I'm not sure where to start on this problem, so if there are a few equations out there that someone could let me know about, I would be greatly appreciative.
I'll take a stab at it. The alpha particle shoots through a cloud of atoms and knocks electrons off a gas molecule. The issue is: how many does it knock off? If you knew that, you would know its energy (ie. n=E/30 eV).

The energy needed to ionise one molecule (creating an ion pair) is 30 eV. When this occurs you get a 'current' because the electrons move away from the +ions. The current, in this case, is the result of all the alpha particles being released from the source/second knocking off n electrons each. The current is the rate of charge flow.
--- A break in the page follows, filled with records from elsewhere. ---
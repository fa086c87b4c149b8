use crate::error::BingError;
use crate::models::{MetadataResponse, parse_metadata};
use log::{debug, info};
use reqwest::header::ACCEPT;
use reqwest::{Client as HttpClient, Response, StatusCode};
use std::time::Duration;
use url::Url;

pub const BASE_URL: &str = "https://www.bing.com";
pub const DEFAULT_MARKET: &str = "en-CA";
/// Number of metadata entries requested; 8 is the endpoint's maximum.
const IMAGE_COUNT: u8 = 8;
const JSON_MIME: &str = "application/json";

pub const IMAGE_MIME_TYPES: [&str; 9] = [
    "image/apng",
    "image/bmp",
    "image/gif",
    "image/x-icon",
    "image/jpeg",
    "image/png",
    "image/svg+xml",
    "image/tiff",
    "image/webp",
];

/// Where the downloader gets metadata and image bytes from.
pub trait ImageSource {
    /// Host that relative image URLs from the metadata are appended to.
    fn base_url(&self) -> &str;

    fn fetch_metadata(&self) -> impl Future<Output = Result<MetadataResponse, BingError>>;

    fn fetch_image(&self, url: &Url) -> impl Future<Output = Result<Vec<u8>, BingError>>;
}

#[derive(Debug, Clone)]
pub struct Client {
    http: HttpClient,
    base_url: String,
    market: String,
}

impl Client {
    /// Create a new client with the default base URL and market.
    pub fn new() -> Result<Self, BingError> {
        let http = HttpClient::builder()
            .timeout(Duration::from_secs(60))
            .build()?;

        info!("Initialized Bing image client with default base URL");
        Ok(Self::with_http_client(http))
    }

    /// Create a client around an already configured reqwest client.
    pub fn with_http_client(http: HttpClient) -> Self {
        Self {
            http,
            base_url: BASE_URL.to_string(),
            market: DEFAULT_MARKET.to_string(),
        }
    }

    /// Override the base URL (useful for tests or proxies).
    pub fn with_base_url(mut self, base_url: impl Into<String>) -> Self {
        self.base_url = base_url.into();
        info!("Updated Bing base URL to {}", self.base_url);
        self
    }

    /// Override the market the archive is queried for.
    pub fn with_market(mut self, market: impl Into<String>) -> Self {
        self.market = market.into();
        self
    }

    pub fn metadata_url(&self) -> String {
        format!(
            "{}/HPImageArchive.aspx?format=js&idx=0&n={}&mkt={}",
            self.base_url, IMAGE_COUNT, self.market
        )
    }

    async fn get(&self, url: &str, accept: &str) -> Result<Response, BingError> {
        debug!("GET request to {}", url);
        let response = self.http.get(url).header(ACCEPT, accept).send().await?;
        debug!("Received status {}", response.status());
        handle_status(response.status())?;
        Ok(response)
    }
}

impl ImageSource for Client {
    fn base_url(&self) -> &str {
        &self.base_url
    }

    async fn fetch_metadata(&self) -> Result<MetadataResponse, BingError> {
        let url = self.metadata_url();
        let body = self.get(&url, JSON_MIME).await?.text().await?;
        parse_metadata(&body)
    }

    async fn fetch_image(&self, url: &Url) -> Result<Vec<u8>, BingError> {
        let bytes = self
            .get(url.as_str(), &image_accept_header())
            .await?
            .bytes()
            .await?;
        debug!("Fetched {} bytes from {}", bytes.len(), url);
        Ok(bytes.to_vec())
    }
}

fn image_accept_header() -> String {
    IMAGE_MIME_TYPES.join(", ")
}

fn handle_status(status: StatusCode) -> Result<(), BingError> {
    if status.is_success() {
        Ok(())
    } else {
        Err(BingError::Status(status))
    }
}
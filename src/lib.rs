//! Downloader for the Bing image of the day.
//! Fetches the image archive metadata, saves images that have not been seen
//! before and remembers their ids in a flat-file cache.

pub mod cache;
pub mod client;
pub mod config;
pub mod downloader;
pub mod error;
pub mod models;
pub mod report;

pub use cache::{FlushGuard, SeenIdCache};
pub use client::{Client, ImageSource};
pub use config::Settings;
pub use downloader::{Downloader, RunSummary};
pub use error::BingError;
pub use models::{ImageRecord, MetadataResponse, ToolTips};
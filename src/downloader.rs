use crate::cache::SeenIdCache;
use crate::client::ImageSource;
use crate::error::BingError;
use crate::models::{ImageRecord, image_id, is_usable_id};
use log::{debug, info, warn};
use std::path::{Path, PathBuf};

/// Outcome of a successful [`Downloader::run`].
#[derive(Debug, Clone, Default, PartialEq, Eq)]
pub struct RunSummary {
    /// Ids written to the save directory, in metadata order.
    pub downloaded: Vec<String>,
    pub skipped_cached: usize,
    pub skipped_invalid: usize,
}

pub struct Downloader<S> {
    source: S,
    cache_path: PathBuf,
}

impl<S: ImageSource> Downloader<S> {
    pub fn new(source: S, cache_path: impl Into<PathBuf>) -> Self {
        Self {
            source,
            cache_path: cache_path.into(),
        }
    }

    pub fn source(&self) -> &S {
        &self.source
    }

    /// Download every image in the current metadata that is not in the id cache.
    ///
    /// Once the cache is loaded, pending ids are flushed on every exit path, so
    /// images written before a failure are remembered by the next run.
    pub async fn run(&self, save_dir: &Path) -> Result<RunSummary, BingError> {
        let metadata = self.source.fetch_metadata().await?;
        if metadata.images.is_empty() {
            info!("Metadata lists no images, nothing to do");
            return Ok(RunSummary::default());
        }

        let mut cache = SeenIdCache::new(&self.cache_path);
        cache.load()?;
        let mut guard = cache.flush_guard();

        let mut summary = RunSummary::default();
        let outcome = self
            .download_all(&metadata.images, save_dir, &mut guard, &mut summary)
            .await;
        let flushed = guard.finish();

        match (outcome, flushed) {
            (Err(err), Err(flush_err)) => {
                warn!("Failed to flush id cache after error: {}", flush_err);
                Err(err)
            }
            (Err(err), Ok(())) => Err(err),
            (Ok(()), flushed) => {
                flushed?;
                info!(
                    "Downloaded {} images, {} already cached, {} without usable id",
                    summary.downloaded.len(),
                    summary.skipped_cached,
                    summary.skipped_invalid
                );
                Ok(summary)
            }
        }
    }

    async fn download_all(
        &self,
        images: &[ImageRecord],
        save_dir: &Path,
        cache: &mut SeenIdCache,
        summary: &mut RunSummary,
    ) -> Result<(), BingError> {
        for record in images {
            let url = record.full_url(self.source.base_url())?;
            let id = match image_id(&url) {
                Some(id) if is_usable_id(&id) => id,
                other => {
                    warn!("Skipping {}: no usable id ({:?})", url, other);
                    summary.skipped_invalid += 1;
                    continue;
                }
            };

            if cache.contains(&id) {
                debug!("Skipping {}: already downloaded", id);
                summary.skipped_cached += 1;
                continue;
            }

            let path = self
                .download_one(&url, &id, save_dir)
                .await
                .map_err(|err| BingError::download(&id, err))?;
            info!("Saved {} to {}", id, path.display());

            cache.add(id.clone());
            summary.downloaded.push(id);
        }
        Ok(())
    }

    async fn download_one(
        &self,
        url: &url::Url,
        id: &str,
        save_dir: &Path,
    ) -> Result<PathBuf, BingError> {
        let bytes = self.source.fetch_image(url).await?;
        tokio::fs::create_dir_all(save_dir)
            .await
            .map_err(|e| BingError::io(save_dir, e))?;
        let path = save_dir.join(id);
        tokio::fs::write(&path, &bytes)
            .await
            .map_err(|e| BingError::io(&path, e))?;
        Ok(path)
    }
}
In this case, it is the number of ions (in coulombs - ie ne) produced per second.

If all of this is correct (and I am not guaranteeing it is, but it makes sense to me) what is the equation for n? where N is the number of alpha particles released from the source/second, n is the number of ion pairs created per alpha particle, e is the charge of one electron or ion in Coulombs, I =1.0E-9 Amperes. Once you find n then you can find E.

AM
 
okay... so this is where I'm at so far.

Since we know that the current is caused by the number of ion pairs generated per unit time, and I = Q/t, where Q = amount of charge (e = 1.6x10-19 C) and t = time, the time is 1.6x10-10 sec.

Using the equation (n(ion) /t) = (E(a)n(a) / 30 eV) where nion = number of electron pairs, t = time, E(a) = Energy of an alpha particle, and n(a) = number of alpha decays per second we can solve for E(a).

E(a) = 30 eV (1 ion pair) / n(a)(1.6x10-10 sec.)

Since we know that n(a) = a – nion where a = source strength, we get n(a) = (1.0x10-6 Ci – 3.7x1010 dis./sec.) = -3.7x1010 dis./sec.

This negative number is really confusing me, and I'm not sure where I'm going wrong. Do I have one of my equations messed up? or am I going wrong somewhere else?
 
gump said:
Since we know that the current is caused by the number of ion pairs generated per unit time, and I = Q/t, where Q = amount of charge (e = 1.6x10-19 C) and t = time, the time is 1.6x10-10 sec.
I don't follow you there. Why not use seconds?
Using the equation (n(ion) /t) = (E(a)n(a) / 30 eV) where nion = number of electron pairs, t = time, E(a) = Energy of an alpha particle, and n(a) = number of alpha decays per second we can solve for E(a).
Why not just state the equation for I and worry about E later? I get:
I = dQ/dt = nNe where n is number of ion pairs per alpha, N is the number of alpha particles per second and e is the current created per collision.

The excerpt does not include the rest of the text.